Politicians did not get much
time to pat themselves on the back for supposedly rescuing the economy with
the debt limit deal last week. The ink was barely dry when Standard & Poor's
downgraded the US debt ratings anyway, roiling world financial markets.
Anyone who has taken an honest look at the government's fiscal situation,
taken into account how Washington works and the direction it is going would
have a very difficult time arguing with S&P's decision, although a strong
case can be made that this was too incremental a downgrade and that it took
far too long for S&P to admit the obvious.
Nonetheless, the
administration nitpicked over a $2 trillion "mistake". S&P
rejoined with the fact that $2 trillion here or there hardly makes a
difference in the time frame under discussion. That, if nothing else, should
tell you the magnitude of the problem. $2 trillion has become a drop in the
bucket.
S&P cited Congress's
inability to act like grownups and make necessary, meaningful cuts, which is
true. I must take issue however, with their suggestion that tax increases are
part of the answer. Taking capital out of the private sector, where it can
create real value in the form of new jobs and products, and instead giving it
to Washington to waste and squander is not the solution. Tax increases may
seem penny-wise to some, but in reality they would be very pound-foolish. The
government currently takes in $2.2 trillion in taxes per year, which is far
too much already. It spends $3.7 trillion, which is ridiculous and criminal.
The problem is runaway government spending, not the American people having
too much money.
And yet we can't even have a
serious discussion about bringing our troops home and ending our expensive
occupations around the world - things the president used to claim to favor!
Even without this downgrade,
major investors are waking up to what lies down the road for the United
States in fiscal terms. China is showing more signs of losing its taste for
our debt. Others are following suit. What we are about to see is the end of
the dollar as the reserve currency of the world. When that happens, we will
no longer be in a position to have pretend debates about things we probably
should spend a little bit less on - we will be forced to implement
serious spending cuts as our sources of credit dry up. Of course, we can try
to postpone the day of reckoning by printing more money but the resulting
"inflation tax" will be far worse than a reduction in government
benefits.
Hyperinflation devastates the
middle class. After Weimar Germany hyper-inflated their currency in the
1920s, an entire life savings couldn't buy a postage stamp. The bank wouldn't
even send customers a check for all the money they had saved their whole
lives.

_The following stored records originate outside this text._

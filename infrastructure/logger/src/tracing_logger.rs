use business::domain::logger::Logger;
use tracing::{debug, error, info, warn};

pub struct TracingLogger;

impl Logger for TracingLogger {
    fn info(&self, message: &str) {
        info!(target: "ListaRapida -- ", "{}", message);
    }
    fn warn(&self, message: &str) {
        warn!(target: "ListaRapida -- ", "{}", message);
    }
    fn error(&self, message: &str) {
        error!(target: "ListaRapida -- ", "{}", message);
    }
    fn debug(&self, message: &str) {
        debug!(target: "ListaRapida -- ", "{}", message);
    }
}
use std::sync::Arc;

use async_trait::async_trait;
use chrono::Utc;

use crate::domain::logger::Logger;
use crate::domain::shopping_item::repository::ShoppingItemRepository;
use crate::domain::shopping_list::errors::ShoppingListError;
use crate::domain::shopping_list::model::{ListWithItems, ShoppingList};
use crate::domain::shopping_list::repository::ShoppingListRepository;
use crate::domain::shopping_list::services::total_expense;
use crate::domain::shopping_list::use_cases::finalize::SealedList;
use crate::domain::shopping_list::use_cases::save_draft::{SaveDraftParams, SaveDraftUseCase};
use crate::domain::shopping_list::value_objects::ListStatus;

/// Parks the current list into history as `Pending`. Unlike finalize there
/// is no price or balance requirement: an unfinished list is saved as-is.
pub struct SaveDraftUseCaseImpl {
    pub list_repository: Arc<dyn ShoppingListRepository>,
    pub item_repository: Arc<dyn ShoppingItemRepository>,
    pub logger: Arc<dyn Logger>,
}

#[async_trait]
impl SaveDraftUseCase for SaveDraftUseCaseImpl {
    async fn execute(&self, params: SaveDraftParams) -> Result<SealedList, ShoppingListError> {
        let current = self
            .list_repository
            .find_current(&params.user_id)
            .await?
            .ok_or(ShoppingListError::CurrentListMissing)?;
        let items = self.item_repository.get_for_list(current.id).await?;

        if items.is_empty() {
            return Err(ShoppingListError::Empty);
        }

        let total = total_expense(&items);
        let record = current.sealed(params.name, Utc::now(), total, ListStatus::Pending)?;
        self.list_repository.seal(&record).await?;

        let new_current = ShoppingList::new_current(params.user_id);
        self.list_repository.insert(&new_current).await?;

        self.logger.info(&format!(
            "List parked as pending: {} ({})",
            record.name, record.id
        ));

        Ok(SealedList {
            record: ListWithItems {
                list: record,
                items,
            },
            new_current,
        })
    }
}

#[cfg(test)]
mod tests {
    use super::*;
    use crate::domain::errors::RepositoryError;
    use crate::domain::shared::value_objects::UserId;
    use crate::domain::shopping_item::model::ShoppingItem;
    use bigdecimal::BigDecimal;
    use mockall::mock;
    use std::str::FromStr;
    use uuid::Uuid;

    mock! {
        pub ListRepo {}

        #[async_trait]
        impl ShoppingListRepository for ListRepo {
            async fn find_current(&self, user_id: &UserId) -> Result<Option<ShoppingList>, RepositoryError>;
            async fn get_by_id(&self, id: Uuid, user_id: &UserId) -> Result<ShoppingList, RepositoryError>;
            async fn get_history(&self, user_id: &UserId) -> Result<Vec<ShoppingList>, RepositoryError>;
            async fn insert(&self, list: &ShoppingList) -> Result<(), RepositoryError>;
            async fn seal(&self, list: &ShoppingList) -> Result<(), RepositoryError>;
            async fn update_balance(&self, id: Uuid, balance: &BigDecimal) -> Result<(), RepositoryError>;
            async fn delete(&self, id: Uuid) -> Result<(), RepositoryError>;
        }
    }

    mock! {
        pub ItemRepo {}

        #[async_trait]
        impl ShoppingItemRepository for ItemRepo {
            async fn get_for_list(&self, list_id: Uuid) -> Result<Vec<ShoppingItem>, RepositoryError>;
            async fn replace_for_list(&self, list_id: Uuid, items: &[ShoppingItem]) -> Result<(), RepositoryError>;
        }
    }

    mock! {
        pub Log {}

        impl Logger for Log {
            fn info(&self, message: &str);
            fn warn(&self, message: &str);
            fn error(&self, message: &str);
            fn debug(&self, message: &str);
        }
    }

    fn mock_logger() -> Arc<dyn Logger> {
        let mut logger = MockLog::new();
        logger.expect_info().returning(|_| ());
        logger.expect_warn().returning(|_| ());
        logger.expect_error().returning(|_| ());
        logger.expect_debug().returning(|_| ());
        Arc::new(logger)
    }

    #[tokio::test]
    async fn should_park_unpriced_items_with_zero_balance() {
        let user_id = UserId::new(Uuid::new_v4());
        let current = ShoppingList::new_current(user_id);
        let list_id = current.id;
        // No prices, no balance: still parkable.
        let items = vec![
            ShoppingItem::new(list_id, "Arroz".to_string(), 1, BigDecimal::from_str("0").unwrap())
                .unwrap(),
        ];

        let mut mock_lists = MockListRepo::new();
        mock_lists
            .expect_find_current()
            .returning(move |_| Ok(Some(current.clone())));
        mock_lists
            .expect_seal()
            .withf(move |record| record.id == list_id && record.status == ListStatus::Pending)
            .returning(|_| Ok(()));
        mock_lists
            .expect_insert()
            .withf(|list| list.status == ListStatus::Current)
            .returning(|_| Ok(()));

        let items_clone = items.clone();
        let mut mock_items = MockItemRepo::new();
        mock_items
            .expect_get_for_list()
            .returning(move |_| Ok(items_clone.clone()));

        let use_case = SaveDraftUseCaseImpl {
            list_repository: Arc::new(mock_lists),
            item_repository: Arc::new(mock_items),
            logger: mock_logger(),
        };

        let sealed = use_case
            .execute(SaveDraftParams {
                user_id,
                name: "Churrasco".to_string(),
            })
            .await
            .unwrap();

        assert_eq!(sealed.record.list.status, ListStatus::Pending);
        assert!(sealed.new_current.is_current());
    }

    #[tokio::test]
    async fn should_refuse_when_list_empty() {
        let user_id = UserId::new(Uuid::new_v4());
        let current = ShoppingList::new_current(user_id);

        let mut mock_lists = MockListRepo::new();
        mock_lists
            .expect_find_current()
            .returning(move |_| Ok(Some(current.clone())));

        let mut mock_items = MockItemRepo::new();
        mock_items.expect_get_for_list().returning(|_| Ok(vec![]));

        let use_case = SaveDraftUseCaseImpl {
            list_repository: Arc::new(mock_lists),
            item_repository: Arc::new(mock_items),
            logger: mock_logger(),
        };

        let result = use_case
            .execute(SaveDraftParams {
                user_id,
                name: "Churrasco".to_string(),
            })
            .await;

        assert!(matches!(result.unwrap_err(), ShoppingListError::Empty));
    }
}
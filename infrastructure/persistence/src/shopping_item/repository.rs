use async_trait::async_trait;
use sqlx::PgPool;
use uuid::Uuid;

use business::domain::errors::RepositoryError;
use business::domain::shopping_item::model::ShoppingItem;
use business::domain::shopping_item::repository::ShoppingItemRepository;

use super::entity::ShoppingItemEntity;

pub struct ShoppingItemRepositoryPostgres {
    pool: PgPool,
}

impl ShoppingItemRepositoryPostgres {
    pub fn new(pool: PgPool) -> Self {
        Self { pool }
    }
}

#[async_trait]
impl ShoppingItemRepository for ShoppingItemRepositoryPostgres {
    async fn get_for_list(&self, list_id: Uuid) -> Result<Vec<ShoppingItem>, RepositoryError> {
        let entities = sqlx::query_as::<_, ShoppingItemEntity>(
            "SELECT id, list_id, name, quantity, unit_price FROM shopping_items WHERE list_id = $1 ORDER BY position",
        )
        .bind(list_id)
        .fetch_all(&self.pool)
        .await
        .map_err(|_| RepositoryError::DatabaseError)?;

        Ok(entities.into_iter().map(|e| e.into_domain()).collect())
    }

    async fn replace_for_list(
        &self,
        list_id: Uuid,
        items: &[ShoppingItem],
    ) -> Result<(), RepositoryError> {
        // Delete-then-insert inside one transaction: the delete completes
        // before the insert begins, and concurrent replacements of the same
        // list serialize instead of interleaving.
        let mut tx = self
            .pool
            .begin()
            .await
            .map_err(|_| RepositoryError::DatabaseError)?;

        sqlx::query("DELETE FROM shopping_items WHERE list_id = $1")
            .bind(list_id)
            .execute(&mut *tx)
            .await
            .map_err(|_| RepositoryError::DatabaseError)?;

        for (position, item) in items.iter().enumerate() {
            sqlx::query(
                "INSERT INTO shopping_items (id, list_id, name, quantity, unit_price, position) VALUES ($1, $2, $3, $4, $5, $6)",
            )
            .bind(item.id)
            .bind(list_id)
            .bind(&item.name)
            .bind(item.quantity as i32)
            .bind(&item.unit_price)
            .bind(position as i32)
            .execute(&mut *tx)
            .await
            .map_err(|_| RepositoryError::DatabaseError)?;
        }

        tx.commit()
            .await
            .map_err(|_| RepositoryError::DatabaseError)?;

        Ok(())
    }
}
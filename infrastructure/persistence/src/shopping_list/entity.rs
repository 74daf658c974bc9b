use bigdecimal::BigDecimal;
use chrono::{DateTime, Utc};
use sqlx::FromRow;
use uuid::Uuid;

use business::domain::shared::value_objects::UserId;
use business::domain::shopping_list::model::ShoppingList;
use business::domain::shopping_list::value_objects::ListStatus;

#[derive(Debug, FromRow)]
pub struct ShoppingListEntity {
    pub id: Uuid,
    pub user_id: Uuid,
    pub list_name: String,
    pub date: DateTime<Utc>,
    pub total: BigDecimal,
    pub balance_at_time: BigDecimal,
    pub status: String,
}

impl ShoppingListEntity {
    pub fn into_domain(self) -> ShoppingList {
        ShoppingList::from_repository(
            self.id,
            UserId::new(self.user_id),
            self.list_name,
            self.date,
            self.total,
            self.balance_at_time,
            self.status
                .parse::<ListStatus>()
                .unwrap_or(ListStatus::Concluded),
        )
    }
}
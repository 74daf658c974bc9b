use std::sync::Arc;

use async_trait::async_trait;

use crate::domain::logger::Logger;
use crate::domain::shopping_item::errors::ShoppingItemError;
use crate::domain::shopping_item::model::ShoppingItem;
use crate::domain::shopping_item::repository::ShoppingItemRepository;
use crate::domain::shopping_item::use_cases::add::{AddShoppingItemParams, AddShoppingItemUseCase};
use crate::domain::shopping_list::repository::ShoppingListRepository;

pub struct AddShoppingItemUseCaseImpl {
    pub list_repository: Arc<dyn ShoppingListRepository>,
    pub item_repository: Arc<dyn ShoppingItemRepository>,
    pub logger: Arc<dyn Logger>,
}

#[async_trait]
impl AddShoppingItemUseCase for AddShoppingItemUseCaseImpl {
    async fn execute(
        &self,
        params: AddShoppingItemParams,
    ) -> Result<ShoppingItem, ShoppingItemError> {
        self.logger
            .info(&format!("Adding item to current list: {}", params.name));

        let current = self
            .list_repository
            .find_current(&params.user_id)
            .await?
            .ok_or(ShoppingItemError::CurrentListMissing)?;

        let item = ShoppingItem::new(current.id, params.name, params.quantity, params.unit_price)?;

        let mut items = self.item_repository.get_for_list(current.id).await?;
        items.push(item.clone());
        self.item_repository
            .replace_for_list(current.id, &items)
            .await?;

        self.logger.info(&format!("Item added: {}", item.id));
        Ok(item)
    }
}
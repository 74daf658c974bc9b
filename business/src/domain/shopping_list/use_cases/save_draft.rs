use async_trait::async_trait;

use crate::domain::shared::value_objects::UserId;
use crate::domain::shopping_list::errors::ShoppingListError;

use super::finalize::SealedList;

pub struct SaveDraftParams {
    pub user_id: UserId,
    /// User-entered name committed with the transition.
    pub name: String,
}

#[async_trait]
pub trait SaveDraftUseCase: Send + Sync {
    async fn execute(&self, params: SaveDraftParams) -> Result<SealedList, ShoppingListError>;
}
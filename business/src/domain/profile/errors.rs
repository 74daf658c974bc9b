#[derive(Debug, thiserror::Error)]
pub enum ProfileError {
    #[error("repository.persistence")]
    Repository(#[from] crate::domain::errors::RepositoryError),
}
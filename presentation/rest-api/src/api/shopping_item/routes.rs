use std::str::FromStr;
use std::sync::Arc;

use bigdecimal::BigDecimal;
use poem_openapi::{OpenApi, param::Path, payload::Json};
use uuid::Uuid;

use business::domain::shopping_item::use_cases::add::{
    AddShoppingItemParams, AddShoppingItemUseCase,
};
use business::domain::shopping_item::use_cases::remove::{
    RemoveShoppingItemParams, RemoveShoppingItemUseCase,
};
use business::domain::shopping_item::use_cases::update::{
    UpdateShoppingItemParams, UpdateShoppingItemUseCase,
};

use crate::api::error::{ErrorResponse, IntoErrorResponse};
use crate::api::security::SessionBearer;
use crate::api::shopping_item::dto::{ShoppingItemRequest, ShoppingItemResponse};
use crate::api::tags::ApiTags;

pub struct ShoppingItemApi {
    add_use_case: Arc<dyn AddShoppingItemUseCase>,
    update_use_case: Arc<dyn UpdateShoppingItemUseCase>,
    remove_use_case: Arc<dyn RemoveShoppingItemUseCase>,
}

impl ShoppingItemApi {
    pub fn new(
        add_use_case: Arc<dyn AddShoppingItemUseCase>,
        update_use_case: Arc<dyn UpdateShoppingItemUseCase>,
        remove_use_case: Arc<dyn RemoveShoppingItemUseCase>,
    ) -> Self {
        Self {
            add_use_case,
            update_use_case,
            remove_use_case,
        }
    }
}

/// Current list item API
///
/// Endpoints for the items of the caller's current shopping list. Every
/// mutation rewrites the list's whole item set in the store.
#[OpenApi]
impl ShoppingItemApi {
    /// Add an item to the current list
    #[oai(
        path = "/lists/current/items",
        method = "post",
        tag = "ApiTags::CurrentList"
    )]
    async fn add(&self, auth: SessionBearer, body: Json<ShoppingItemRequest>) -> AddItemResponse {
        let unit_price = match BigDecimal::from_str(&body.0.unit_price) {
            Ok(price) => price,
            Err(_) => {
                return AddItemResponse::BadRequest(Json(ErrorResponse {
                    name: "ValidationError".to_string(),
                    message: "shopping_item.invalid_price".to_string(),
                }));
            }
        };

        let params = AddShoppingItemParams {
            user_id: auth.0.user_id,
            name: body.0.name,
            quantity: body.0.quantity,
            unit_price,
        };

        match self.add_use_case.execute(params).await {
            Ok(item) => AddItemResponse::Created(Json(item.into())),
            Err(err) => {
                let (status, json) = err.into_error_response();
                match status.as_u16() {
                    400 => AddItemResponse::BadRequest(json),
                    409 => AddItemResponse::Conflict(json),
                    _ => AddItemResponse::InternalError(json),
                }
            }
        }
    }

    /// Edit an item on the current list
    ///
    /// The item keeps its identifier and its position in the collection.
    #[oai(
        path = "/lists/current/items/:id",
        method = "put",
        tag = "ApiTags::CurrentList"
    )]
    async fn update(
        &self,
        auth: SessionBearer,
        id: Path<String>,
        body: Json<ShoppingItemRequest>,
    ) -> UpdateItemResponse {
        let item_id = match Uuid::parse_str(&id.0) {
            Ok(uuid) => uuid,
            Err(_) => {
                return UpdateItemResponse::BadRequest(Json(ErrorResponse {
                    name: "ValidationError".to_string(),
                    message: "shopping_item.invalid_id".to_string(),
                }));
            }
        };
        let unit_price = match BigDecimal::from_str(&body.0.unit_price) {
            Ok(price) => price,
            Err(_) => {
                return UpdateItemResponse::BadRequest(Json(ErrorResponse {
                    name: "ValidationError".to_string(),
                    message: "shopping_item.invalid_price".to_string(),
                }));
            }
        };

        let params = UpdateShoppingItemParams {
            user_id: auth.0.user_id,
            id: item_id,
            name: body.0.name,
            quantity: body.0.quantity,
            unit_price,
        };

        match self.update_use_case.execute(params).await {
            Ok(item) => UpdateItemResponse::Ok(Json(item.into())),
            Err(err) => {
                let (status, json) = err.into_error_response();
                match status.as_u16() {
                    400 => UpdateItemResponse::BadRequest(json),
                    404 => UpdateItemResponse::NotFound(json),
                    409 => UpdateItemResponse::Conflict(json),
                    _ => UpdateItemResponse::InternalError(json),
                }
            }
        }
    }

    /// Remove an item from the current list
    #[oai(
        path = "/lists/current/items/:id",
        method = "delete",
        tag = "ApiTags::CurrentList"
    )]
    async fn remove(&self, auth: SessionBearer, id: Path<String>) -> RemoveItemResponse {
        let item_id = match Uuid::parse_str(&id.0) {
            Ok(uuid) => uuid,
            Err(_) => {
                return RemoveItemResponse::BadRequest(Json(ErrorResponse {
                    name: "ValidationError".to_string(),
                    message: "shopping_item.invalid_id".to_string(),
                }));
            }
        };

        match self
            .remove_use_case
            .execute(RemoveShoppingItemParams {
                user_id: auth.0.user_id,
                id: item_id,
            })
            .await
        {
            Ok(()) => RemoveItemResponse::NoContent,
            Err(err) => {
                let (status, json) = err.into_error_response();
                match status.as_u16() {
                    404 => RemoveItemResponse::NotFound(json),
                    409 => RemoveItemResponse::Conflict(json),
                    _ => RemoveItemResponse::InternalError(json),
                }
            }
        }
    }
}

#[derive(poem_openapi::ApiResponse)]
pub enum AddItemResponse {
    #[oai(status = 201)]
    Created(Json<ShoppingItemResponse>),
    #[oai(status = 400)]
    BadRequest(Json<ErrorResponse>),
    #[oai(status = 409)]
    Conflict(Json<ErrorResponse>),
    #[oai(status = 500)]
    InternalError(Json<ErrorResponse>),
}

#[derive(poem_openapi::ApiResponse)]
pub enum UpdateItemResponse {
    #[oai(status = 200)]
    Ok(Json<ShoppingItemResponse>),
    #[oai(status = 400)]
    BadRequest(Json<ErrorResponse>),
    #[oai(status = 404)]
    NotFound(Json<ErrorResponse>),
    #[oai(status = 409)]
    Conflict(Json<ErrorResponse>),
    #[oai(status = 500)]
    InternalError(Json<ErrorResponse>),
}

#[derive(poem_openapi::ApiResponse)]
pub enum RemoveItemResponse {
    #[oai(status = 204)]
    NoContent,
    #[oai(status = 400)]
    BadRequest(Json<ErrorResponse>),
    #[oai(status = 404)]
    NotFound(Json<ErrorResponse>),
    #[oai(status = 409)]
    Conflict(Json<ErrorResponse>),
    #[oai(status = 500)]
    InternalError(Json<ErrorResponse>),
}
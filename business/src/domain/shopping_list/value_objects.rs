use serde::{Deserialize, Serialize};

/// Lifecycle status of a shopping list.
///
/// Every list row carries one of these three states: the single editable
/// `Current` list, a resumable `Pending` draft, or a terminal `Concluded`
/// purchase. The wire strings are the ones the store has always used.
#[derive(Debug, Clone, Copy, PartialEq, Eq, Serialize, Deserialize)]
#[serde(rename_all = "snake_case")]
pub enum ListStatus {
    Current,
    Pending,
    Concluded,
}

impl std::fmt::Display for ListStatus {
    fn fmt(&self, f: &mut std::fmt::Formatter<'_>) -> std::fmt::Result {
        match self {
            ListStatus::Current => write!(f, "current"),
            ListStatus::Pending => write!(f, "pendente"),
            ListStatus::Concluded => write!(f, "concluída"),
        }
    }
}

impl std::str::FromStr for ListStatus {
    type Err = String;

    fn from_str(s: &str) -> Result<Self, Self::Err> {
        match s {
            "current" => Ok(ListStatus::Current),
            "pendente" => Ok(ListStatus::Pending),
            "concluída" => Ok(ListStatus::Concluded),
            _ => Err(format!("Invalid list status: {}", s)),
        }
    }
}
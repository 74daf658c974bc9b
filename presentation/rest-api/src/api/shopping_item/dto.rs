use poem_openapi::Object;

use business::domain::shopping_item::model::ShoppingItem;

#[derive(Debug, Clone, Object)]
pub struct ShoppingItemRequest {
    /// Item name (cannot be empty)
    pub name: String,
    /// Units to buy (must be positive)
    pub quantity: u32,
    /// Price per unit as a decimal string, e.g. "3.50"
    pub unit_price: String,
}

#[derive(Debug, Clone, Object)]
pub struct ShoppingItemResponse {
    /// Item unique identifier
    pub id: String,
    /// Item name
    pub name: String,
    /// Units to buy
    pub quantity: u32,
    /// Price per unit
    pub unit_price: String,
    /// quantity · unit_price
    pub line_total: String,
}

impl From<ShoppingItem> for ShoppingItemResponse {
    fn from(item: ShoppingItem) -> Self {
        let line_total = item.line_total();
        Self {
            id: item.id.to_string(),
            name: item.name,
            quantity: item.quantity,
            unit_price: item.unit_price.with_scale(2).to_string(),
            line_total: line_total.with_scale(2).to_string(),
        }
    }
}
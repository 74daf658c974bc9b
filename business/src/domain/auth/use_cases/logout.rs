use async_trait::async_trait;

use crate::domain::auth::errors::AuthError;

pub struct LogoutParams {
    pub access_token: String,
}

#[async_trait]
pub trait LogoutUseCase: Send + Sync {
    async fn execute(&self, params: LogoutParams) -> Result<(), AuthError>;
}
use std::sync::Arc;

use async_trait::async_trait;

use crate::domain::auth::errors::AuthError;
use crate::domain::auth::gateway::AuthGateway;
use crate::domain::auth::model::Session;
use crate::domain::auth::use_cases::login::{LoginParams, LoginUseCase};
use crate::domain::logger::Logger;

pub struct LoginUseCaseImpl {
    pub gateway: Arc<dyn AuthGateway>,
    pub logger: Arc<dyn Logger>,
}

#[async_trait]
impl LoginUseCase for LoginUseCaseImpl {
    async fn execute(&self, params: LoginParams) -> Result<Session, AuthError> {
        if params.email.trim().is_empty() || params.password.is_empty() {
            return Err(AuthError::MissingFields);
        }

        let session = self
            .gateway
            .sign_in(&params.email, &params.password)
            .await?;

        self.logger
            .info(&format!("Session opened for {}", params.email));
        Ok(session)
    }
}
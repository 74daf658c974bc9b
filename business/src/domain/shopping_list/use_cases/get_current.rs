use async_trait::async_trait;

use crate::domain::shared::value_objects::UserId;
use crate::domain::shopping_list::errors::ShoppingListError;
use crate::domain::shopping_list::model::ListWithItems;

pub struct GetCurrentListParams {
    pub user_id: UserId,
}

/// Fetches the current list with its items, creating the singleton on first
/// access.
#[async_trait]
pub trait GetCurrentListUseCase: Send + Sync {
    async fn execute(&self, params: GetCurrentListParams)
    -> Result<ListWithItems, ShoppingListError>;
}
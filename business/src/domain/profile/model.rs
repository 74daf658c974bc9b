use crate::domain::shared::value_objects::UserId;

use super::value_objects::ThemePreference;

/// Default display name shown until the user edits their profile.
pub const DEFAULT_PROFILE_NAME: &str = "Usuário";

/// Per-user profile record. `email` mirrors the identity service and is
/// never written through this application; changing the authentication
/// email requires a separate re-verification flow.
#[derive(Debug, Clone, PartialEq)]
pub struct UserProfile {
    pub id: UserId,
    pub name: String,
    pub email: String,
    pub theme: ThemePreference,
}

impl UserProfile {
    /// Fallback profile for users without a stored row yet.
    pub fn default_for(id: UserId) -> Self {
        Self {
            id,
            name: DEFAULT_PROFILE_NAME.to_string(),
            email: String::new(),
            theme: ThemePreference::default(),
        }
    }

    /// Constructor for data already persisted in the repository (no validation).
    pub fn from_repository(
        id: UserId,
        name: String,
        email: String,
        theme: ThemePreference,
    ) -> Self {
        Self {
            id,
            name,
            email,
            theme,
        }
    }
}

It wasn't worth the paper it was printed on or the stamp to send it.
This is what is meant when it is said that the middle class gets wiped out.
The pieces for this to happen here are all falling into place, and have been since
1971. The only way to avoid that sort of chaos now is for Congress to
immediately reduce federal spending and take the Constitution seriously
again. The welfare/warfare state will end either way, but winding it down
responsibly is a far better way to do it.